EXERCISE INPUTS:
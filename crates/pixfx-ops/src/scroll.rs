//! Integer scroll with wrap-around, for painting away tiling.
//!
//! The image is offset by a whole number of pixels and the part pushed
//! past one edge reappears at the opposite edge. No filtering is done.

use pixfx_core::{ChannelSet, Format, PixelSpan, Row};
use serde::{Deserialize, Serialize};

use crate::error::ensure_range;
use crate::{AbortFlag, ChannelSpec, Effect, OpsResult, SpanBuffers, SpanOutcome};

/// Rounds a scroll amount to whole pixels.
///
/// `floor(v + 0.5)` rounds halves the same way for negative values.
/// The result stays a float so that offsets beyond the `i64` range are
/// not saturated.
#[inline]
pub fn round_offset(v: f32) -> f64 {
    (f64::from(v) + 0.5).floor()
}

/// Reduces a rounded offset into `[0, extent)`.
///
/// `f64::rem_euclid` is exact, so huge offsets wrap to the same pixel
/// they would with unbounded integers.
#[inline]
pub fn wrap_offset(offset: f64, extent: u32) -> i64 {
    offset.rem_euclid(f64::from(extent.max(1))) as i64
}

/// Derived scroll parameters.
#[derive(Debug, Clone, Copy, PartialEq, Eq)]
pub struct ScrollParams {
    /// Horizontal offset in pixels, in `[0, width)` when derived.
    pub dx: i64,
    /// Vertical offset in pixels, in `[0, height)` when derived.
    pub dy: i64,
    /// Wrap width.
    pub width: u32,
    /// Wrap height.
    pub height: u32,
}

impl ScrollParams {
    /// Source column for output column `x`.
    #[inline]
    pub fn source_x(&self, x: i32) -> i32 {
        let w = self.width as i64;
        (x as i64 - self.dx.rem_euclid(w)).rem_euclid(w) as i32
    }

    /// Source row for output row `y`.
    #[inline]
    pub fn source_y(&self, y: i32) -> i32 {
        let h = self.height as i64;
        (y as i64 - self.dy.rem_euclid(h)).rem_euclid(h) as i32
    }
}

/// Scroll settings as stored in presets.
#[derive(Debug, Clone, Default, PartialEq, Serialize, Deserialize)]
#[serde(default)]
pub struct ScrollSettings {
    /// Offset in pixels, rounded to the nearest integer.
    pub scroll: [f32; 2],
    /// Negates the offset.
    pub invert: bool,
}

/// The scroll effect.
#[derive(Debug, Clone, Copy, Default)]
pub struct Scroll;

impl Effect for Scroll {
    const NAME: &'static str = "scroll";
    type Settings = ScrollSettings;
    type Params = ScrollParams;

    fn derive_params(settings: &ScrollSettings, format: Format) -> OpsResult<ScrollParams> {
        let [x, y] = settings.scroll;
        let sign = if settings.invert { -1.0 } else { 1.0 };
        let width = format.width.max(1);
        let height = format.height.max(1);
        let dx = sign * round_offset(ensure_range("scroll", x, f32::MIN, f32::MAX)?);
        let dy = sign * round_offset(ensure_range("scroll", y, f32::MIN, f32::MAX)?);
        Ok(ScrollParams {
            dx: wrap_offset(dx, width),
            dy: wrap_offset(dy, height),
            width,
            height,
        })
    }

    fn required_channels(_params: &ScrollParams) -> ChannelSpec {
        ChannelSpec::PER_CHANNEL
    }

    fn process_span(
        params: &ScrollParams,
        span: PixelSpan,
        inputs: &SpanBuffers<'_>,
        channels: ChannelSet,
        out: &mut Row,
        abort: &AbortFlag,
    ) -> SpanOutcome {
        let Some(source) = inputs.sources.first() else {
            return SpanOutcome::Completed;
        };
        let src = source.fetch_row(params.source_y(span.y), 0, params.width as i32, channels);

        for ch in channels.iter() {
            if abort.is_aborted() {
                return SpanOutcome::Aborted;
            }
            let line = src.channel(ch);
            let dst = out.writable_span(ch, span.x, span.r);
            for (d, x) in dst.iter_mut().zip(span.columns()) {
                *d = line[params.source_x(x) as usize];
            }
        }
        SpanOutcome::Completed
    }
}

WHAT TO WORK ON: Copy every line from the records above that contains the string "with".

RESULT OF THE EXERCISE:
//! Integer scroll with wrap-around, for painting away tiling.
/// they would with unbounded integers.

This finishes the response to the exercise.